The State surplus of 2021 caught nearly everyone by surprise. At this time last year, facing the uncertainty of a global pandemic and the obvious economic impacts therein, as well as the reality of a recalcitrant federal funding partner, our state leaders responsibly passed a budget expecting a reduction in tax revenue and reciprocal slimming of programs.
But, due to many factors, including the state’s progressive tax structure and a change in the White House, California has found itself in the position of having a significant budget surplus and billions of one-time federal funding to direct in ways our leaders believe will provide the most economic and social benefit. Unfortunately, it appears that the Governor’s recall election is playing into his funding decisions. While the Legislative alternative proposal seems to be driven by some policy priorities, it too is less than cohesively developed in targeted ways. Sadly, politics and an understandable lack of planning just make it difficult to wisely spend a once-in-a-lifetime windfall.
For example, it is clear to anyone paying attention that the state has phenomenal unfunded future liabilities to mitigate against the impacts of climate change on its transportation systems. The estimated future transportation tax revenues are not enough to even maintain the existing systems under current conditions, let alone as sea levels rise, wildfires spread, flash floods wash away infrastructure, and subsidence disrupts rights of way. In its 2021 State Highway System Management Plan, Caltrans estimates a need of roughly $10 billion by 2030 just to mitigate against seas level rise; this is above and beyond what Caltrans needs for maintenance of the state system, does not consider any other climate adaptation needs, nor takes into consideration the impacts on local streets and roads or transit.
The Governor’s budget includes no funding for climate adaptation of the state’s transportation system.
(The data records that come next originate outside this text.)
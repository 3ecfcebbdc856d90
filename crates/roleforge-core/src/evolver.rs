//! Mutation proposals for the role catalog.
//!
//! The [`Evolver`] samples roles from a registry snapshot, perturbs their
//! scoring priority and records each result as a standalone [`Draft`] in a
//! [`DraftStore`]. It only ever reads the registry; promoting a draft into the
//! registry source is a separate, human-approved process outside this crate.

use std::num::NonZeroUsize;
use std::sync::Arc;

use chrono::{DateTime, Utc};
use rand::seq::SliceRandom;
use rand::Rng;
use tracing::debug;
use uuid::Uuid;

use crate::drafts::{Draft, DraftMeta, DraftStore, DraftStoreError};
use crate::registry::Registry;

/// Errors produced by [`Evolver::propose_mutations`].
#[derive(Debug, thiserror::Error)]
pub enum EvolveError {
    #[error("registry has no roles to mutate")]
    EmptyRegistry,

    /// Drafts in `written` were persisted before the failure and stay valid.
    #[error("failed to persist draft {failed} after writing {} draft(s)", .written.len())]
    MutationWrite {
        written: Vec<Uuid>,
        failed: Uuid,
        #[source]
        source: DraftStoreError,
    },
}

impl EvolveError {
    /// Ids of drafts that were persisted before the error; empty when none were.
    pub fn written(&self) -> &[Uuid] {
        match self {
            EvolveError::MutationWrite { written, .. } => written,
            EvolveError::EmptyRegistry => &[],
        }
    }
}

pub type EvolveResult<T> = std::result::Result<T, EvolveError>;

/// Version suffix marking a mutated proposal.
pub fn mutation_tag(now: DateTime<Utc>) -> String {
    format!("mut{}", now.timestamp())
}

/// Draft generator bound to a draft store.
#[derive(Clone)]
pub struct Evolver {
    store: Arc<dyn DraftStore>,
}

impl Evolver {
    pub fn new(store: Arc<dyn DraftStore>) -> Self {
        Self { store }
    }

    pub fn store(&self) -> &Arc<dyn DraftStore> {
        &self.store
    }

    /// Propose `n` mutations stamped with the current time.
    pub fn propose_mutations<R: Rng + ?Sized>(
        &self,
        registry: &Registry,
        n: NonZeroUsize,
        rng: &mut R,
    ) -> EvolveResult<Vec<Draft>> {
        self.propose_mutations_at(registry, n, rng, Utc::now())
    }

    /// Propose `n` mutations stamped with `now`.
    ///
    /// Roles are drawn uniformly with replacement, so one role may be drafted
    /// several times in a single call. Each draft is persisted on its own; on
    /// a write failure the drafts already written are reported and kept.
    pub fn propose_mutations_at<R: Rng + ?Sized>(
        &self,
        registry: &Registry,
        n: NonZeroUsize,
        rng: &mut R,
        now: DateTime<Utc>,
    ) -> EvolveResult<Vec<Draft>> {
        let names = registry.names();
        let tag = mutation_tag(now);
        let mut drafts: Vec<Draft> = Vec::with_capacity(n.get());

        for _ in 0..n.get() {
            let name = names.choose(rng).ok_or(EvolveError::EmptyRegistry)?;
            let Some(role) = registry.get(name) else {
                return Err(EvolveError::EmptyRegistry);
            };

            let delta: i8 = rng.gen_range(-1..=1);
            let mut proposal = role.clone();
            proposal.scoring_profile.priority = role.priority().nudged(delta);
            proposal.version = format!("{}-{}", role.version, tag);

            let draft = Draft {
                id: Uuid::new_v4(),
                original: role.name.clone(),
                proposal,
                meta: DraftMeta {
                    created_at: now,
                    registry_digest: Some(registry.digest().to_string()),
                },
            };

            if let Err(source) = self.store.put(&draft) {
                crate::obs::emit_draft_write_failed(draft.id, &draft.original, &source);
                return Err(EvolveError::MutationWrite {
                    written: drafts.iter().map(|d| d.id).collect(),
                    failed: draft.id,
                    source,
                });
            }
            debug!(
                original = %draft.original,
                priority_from = role.priority().get(),
                priority_to = draft.proposal.priority().get(),
                "mutation proposed"
            );
            crate::obs::emit_draft_written(draft.id, &draft.original);
            drafts.push(draft);
        }

        Ok(drafts)
    }
}

#[cfg(test)]
mod tests {
    use super::*;
    use crate::drafts::{DraftStoreResult, MemoryDraftStore};
    use crate::role::{Priority, Role};
    use rand::rngs::StdRng;
    use rand::SeedableRng;
    use std::sync::atomic::{AtomicUsize, Ordering};

    fn registry(priorities: &[(&str, i64)]) -> Registry {
        Registry::from_roles(priorities.iter().map(|(name, p)| {
            Role::new(*name, "does things", vec![], Priority::new(*p).unwrap(), "1.0.0")
        }))
        .unwrap()
    }

    fn n(v: usize) -> NonZeroUsize {
        NonZeroUsize::new(v).unwrap()
    }

    /// Accepts `limit` drafts, then fails every write.
    struct FlakyStore {
        inner: MemoryDraftStore,
        limit: usize,
        seen: AtomicUsize,
    }

    impl DraftStore for FlakyStore {
        fn put(&self, draft: &Draft) -> DraftStoreResult<()> {
            if self.seen.fetch_add(1, Ordering::SeqCst) >= self.limit {
                return Err(DraftStoreError::Io(std::io::Error::other("disk full")));
            }
            self.inner.put(draft)
        }

        fn get(&self, id: Uuid) -> DraftStoreResult<Draft> {
            self.inner.get(id)
        }

        fn list(&self) -> DraftStoreResult<Vec<Draft>> {
            self.inner.list()
        }
    }

    #[test]
    fn test_proposes_exactly_n_distinct_drafts() {
        let store = Arc::new(MemoryDraftStore::new());
        let evolver = Evolver::new(store.clone());
        let reg = registry(&[("a", 5), ("b", 6)]);
        let mut rng = StdRng::seed_from_u64(7);

        let drafts = evolver.propose_mutations(&reg, n(12), &mut rng).unwrap();
        assert_eq!(drafts.len(), 12);
        let ids: std::collections::HashSet<Uuid> = drafts.iter().map(|d| d.id).collect();
        assert_eq!(ids.len(), 12);
        assert_eq!(store.len(), 12);
    }

    #[test]
    fn test_priority_stays_within_bounds() {
        let store = Arc::new(MemoryDraftStore::new());
        let evolver = Evolver::new(store);
        let reg = registry(&[("top", 10), ("bottom", 1)]);
        let mut rng = StdRng::seed_from_u64(42);

        for d in evolver.propose_mutations(&reg, n(200), &mut rng).unwrap() {
            let p = d.proposal.priority().get();
            match d.original.as_str() {
                "top" => assert!((9..=10).contains(&p)),
                "bottom" => assert!((1..=2).contains(&p)),
                other => panic!("unexpected role {other}"),
            }
        }
    }

    #[test]
    fn test_same_seed_reproduces_mutation_sequence() {
        let reg = registry(&[("a", 5), ("b", 5), ("c", 5)]);
        let now = Utc::now();
        let run = |seed| {
            let evolver = Evolver::new(Arc::new(MemoryDraftStore::new()));
            let mut rng = StdRng::seed_from_u64(seed);
            evolver
                .propose_mutations_at(&reg, n(20), &mut rng, now)
                .unwrap()
                .into_iter()
                .map(|d| (d.original, d.proposal))
                .collect::<Vec<_>>()
        };
        assert_eq!(run(99), run(99));
    }

    #[test]
    fn test_version_carries_mutation_tag() {
        let reg = registry(&[("a", 5)]);
        let evolver = Evolver::new(Arc::new(MemoryDraftStore::new()));
        let now = DateTime::parse_from_rfc3339("2026-03-01T12:00:00Z")
            .unwrap()
            .with_timezone(&Utc);
        let mut rng = StdRng::seed_from_u64(1);
        let drafts = evolver
            .propose_mutations_at(&reg, n(1), &mut rng, now)
            .unwrap();
        assert_eq!(
            drafts[0].proposal.version,
            format!("1.0.0-mut{}", now.timestamp())
        );
        assert_eq!(drafts[0].meta.created_at, now);
        assert_eq!(
            drafts[0].meta.registry_digest.as_deref(),
            Some(reg.digest())
        );
    }

    #[test]
    fn test_empty_registry_error_has_no_written_drafts() {
        assert!(EvolveError::EmptyRegistry.written().is_empty());
    }

    #[test]
    fn test_write_failure_reports_already_written_drafts() {
        let store = Arc::new(FlakyStore {
            inner: MemoryDraftStore::new(),
            limit: 2,
            seen: AtomicUsize::new(0),
        });
        let evolver = Evolver::new(store.clone());
        let reg = registry(&[("a", 5)]);
        let mut rng = StdRng::seed_from_u64(3);

        let err = evolver.propose_mutations(&reg, n(5), &mut rng).unwrap_err();
        let message = err.to_string();
        match err {
            EvolveError::MutationWrite {
                written, failed, ..
            } => {
                assert_eq!(written.len(), 2);
                assert!(!written.contains(&failed));
                assert_eq!(
                    message,
                    format!("failed to persist draft {failed} after writing 2 draft(s)")
                );
                for id in &written {
                    assert!(store.inner.get(*id).is_ok());
                }
                let rebuilt = EvolveError::MutationWrite {
                    written: written.clone(),
                    failed,
                    source: DraftStoreError::NotFound { id: failed },
                };
                assert_eq!(rebuilt.written(), written.as_slice());
            }
            other => panic!("expected MutationWrite, got {other:?}"),
        }
    }
}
It does include, however, $1.5 billion over three years to remove litter on the highway system and add public art installments. The Governor also proposes adding 548 new engineers to Caltrans’ 20,000-person workforce, despite his administration’s efforts to build no more capacity into the state highway system. The Legislative alternative at least gives a nod to the impending crisis by including $400 million for state and local transportation adaptation grants; but given the enormous need, this may have little impact.
Its wholly understandable that, even with a $100 billion windfall, priorities must be made and not everything can be fully funded. However, a unifying strategy – one that ensures the funds are being spent on one-time needs that most warrant immediate attention and do not duplicate existing efforts – must be from where unexpected funding is directed. Otherwise, we end up with a piecemeal approach that appears mostly targeted to satisfying stakeholders instead of solving the state’s most pressing problems.